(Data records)
****
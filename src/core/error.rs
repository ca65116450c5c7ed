//! Error handling - Tassonomia degli errori applicativi
//!
//! Every failure carries a coarse [`ErrorKind`], a stable `code` clients can branch on,
//! and an optional `details` string. Raw database errors are logged, never returned.

use axum::{Json, http::StatusCode, response::IntoResponse};
use serde::Serialize;
use std::fmt;
use tracing::error;

#[derive(Serialize)]
struct ErrorResponse {
    error: &'static str,
    #[serde(skip_serializing_if = "Option::is_none")]
    code: Option<&'static str>,
    #[serde(skip_serializing_if = "Option::is_none")]
    details: Option<String>,
}

#[derive(Debug, Clone, Copy, PartialEq, Eq, Serialize)]
pub enum ErrorKind {
    /// Caller error, never retried.
    Validation,
    /// The request clashes with existing state.
    Conflict,
    NotFound,
    /// A collaborator failed (database, notification provider). May be retried.
    Dependency,
    Unauthorized,
    Forbidden,
    Internal,
}

impl ErrorKind {
    pub fn status(self) -> StatusCode {
        match self {
            ErrorKind::Validation => StatusCode::BAD_REQUEST,
            ErrorKind::Conflict => StatusCode::CONFLICT,
            ErrorKind::NotFound => StatusCode::NOT_FOUND,
            ErrorKind::Dependency => StatusCode::SERVICE_UNAVAILABLE,
            ErrorKind::Unauthorized => StatusCode::UNAUTHORIZED,
            ErrorKind::Forbidden => StatusCode::FORBIDDEN,
            ErrorKind::Internal => StatusCode::INTERNAL_SERVER_ERROR,
        }
    }
}

#[derive(Debug)]
pub struct AppError {
    kind: ErrorKind,
    code: Option<&'static str>,
    message: &'static str,
    details: Option<String>,
    transient: bool,
}

impl AppError {
    pub fn new(kind: ErrorKind, message: &'static str) -> Self {
        Self {
            kind,
            code: None,
            message,
            details: None,
            transient: false,
        }
    }

    pub fn with_details(mut self, details: impl Into<String>) -> Self {
        self.details = Some(details.into());
        self
    }

    pub fn with_code(mut self, code: &'static str) -> Self {
        self.code = Some(code);
        self
    }

    /// Marks the failure as a serialization conflict the gateway may retry.
    pub fn transient(mut self) -> Self {
        self.transient = true;
        self
    }

    // Common error constructors
    pub fn not_found(message: &'static str) -> Self {
        Self::new(ErrorKind::NotFound, message)
    }

    pub fn bad_request(message: &'static str) -> Self {
        Self::new(ErrorKind::Validation, message)
    }

    pub fn unauthorized(message: &'static str) -> Self {
        Self::new(ErrorKind::Unauthorized, message)
    }

    pub fn forbidden(message: &'static str) -> Self {
        Self::new(ErrorKind::Forbidden, message)
    }

    pub fn conflict(message: &'static str) -> Self {
        Self::new(ErrorKind::Conflict, message)
    }

    pub fn internal_server_error(message: &'static str) -> Self {
        Self::new(ErrorKind::Internal, message)
    }

    pub fn service_unavailable(message: &'static str) -> Self {
        Self::new(ErrorKind::Dependency, message)
    }

    pub fn kind(&self) -> ErrorKind {
        self.kind
    }

    pub fn code(&self) -> Option<&'static str> {
        self.code
    }

    pub fn message(&self) -> &'static str {
        self.message
    }

    pub fn details(&self) -> Option<&str> {
        self.details.as_deref()
    }

    pub fn is_transient(&self) -> bool {
        self.transient
    }

    pub fn status(&self) -> StatusCode {
        self.kind.status()
    }
}

impl fmt::Display for AppError {
    fn fmt(&self, f: &mut fmt::Formatter<'_>) -> fmt::Result {
        match self.code {
            Some(code) => write!(f, "[{}] {}", code, self.message)?,
            None => write!(f, "{}", self.message)?,
        }
        if let Some(details) = &self.details {
            write!(f, ": {}", details)?;
        }
        Ok(())
    }
}

impl std::error::Error for AppError {}

/// SQLite reports lock contention as SQLITE_BUSY (5) / SQLITE_LOCKED (6), possibly
/// as an extended code; Postgres uses the SQLSTATE serialization classes.
fn is_serialization_conflict(code: &str) -> bool {
    match code {
        "40001" | "40P01" => true,
        other => other
            .parse::<i32>()
            .map(|c| matches!(c & 0xff, 5 | 6))
            .unwrap_or(false),
    }
}

impl From<sqlx::Error> for AppError {
    fn from(err: sqlx::Error) -> Self {
        match err {
            sqlx::Error::RowNotFound => Self::not_found("Resource not found"),

            sqlx::Error::Database(db_err) => {
                let code = db_err.code().map(|c| c.into_owned()).unwrap_or_default();
                if is_serialization_conflict(&code) {
                    Self::service_unavailable("Transaction conflict")
                        .transient()
                        .with_details(db_err.message().to_string())
                } else if db_err.is_unique_violation() {
                    Self::conflict("Resource already exists")
                } else if db_err.is_foreign_key_violation() {
                    Self::not_found("Referenced resource not found")
                } else {
                    Self::internal_server_error("Database error")
                }
            }

            sqlx::Error::PoolTimedOut | sqlx::Error::PoolClosed => {
                Self::service_unavailable("Database unavailable")
            }

            _ => Self::internal_server_error("Internal server error"),
        }
    }
}

impl From<sqlx::migrate::MigrateError> for AppError {
    fn from(err: sqlx::migrate::MigrateError) -> Self {
        Self::internal_server_error("Migration failed").with_details(err.to_string())
    }
}

impl From<axum::Error> for AppError {
    fn from(err: axum::Error) -> Self {
        Self::internal_server_error("Internal server error").with_details(err.to_string())
    }
}

impl From<validator::ValidationErrors> for AppError {
    fn from(err: validator::ValidationErrors) -> Self {
        Self::bad_request("Validation error").with_details(err.to_string())
    }
}

/// Tags a failed step of a unit of work with a stable code.
///
/// The underlying error is logged and its kind (and transient flag) preserved; on
/// success the value passes through untouched.
pub trait StepContext<T> {
    fn step(self, code: &'static str, message: &'static str) -> Result<T, AppError>;
}

impl<T> StepContext<T> for Result<T, sqlx::Error> {
    fn step(self, code: &'static str, message: &'static str) -> Result<T, AppError> {
        self.map_err(|err| {
            error!(code, "{}: {}", message, err);
            let mut app_err = AppError::from(err);
            app_err.code = Some(code);
            app_err.message = message;
            app_err
        })
    }
}

impl<T> StepContext<T> for Result<T, AppError> {
    fn step(self, code: &'static str, message: &'static str) -> Result<T, AppError> {
        self.map_err(|mut err| {
            error!(code, "{}: {}", message, err);
            err.code = Some(code);
            err.message = message;
            err
        })
    }
}

impl IntoResponse for AppError {
    fn into_response(self) -> axum::response::Response {
        let status = self.status();
        // 5xx details may leak internals
        let details = if status.is_server_error() {
            None
        } else {
            self.details
        };
        let body = Json(ErrorResponse {
            error: self.message,
            code: self.code,
            details,
        });
        (status, body).into_response()
    }
}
****
To do
Going through the entries, return every line holding the word "Some".

Exercise response
        self.details = Some(details.into());
        self.code = Some(code);
            Some(code) => write!(f, "[{}] {}", code, self.message)?,
        if let Some(details) = &self.details {
            app_err.code = Some(code);
            err.code = Some(code);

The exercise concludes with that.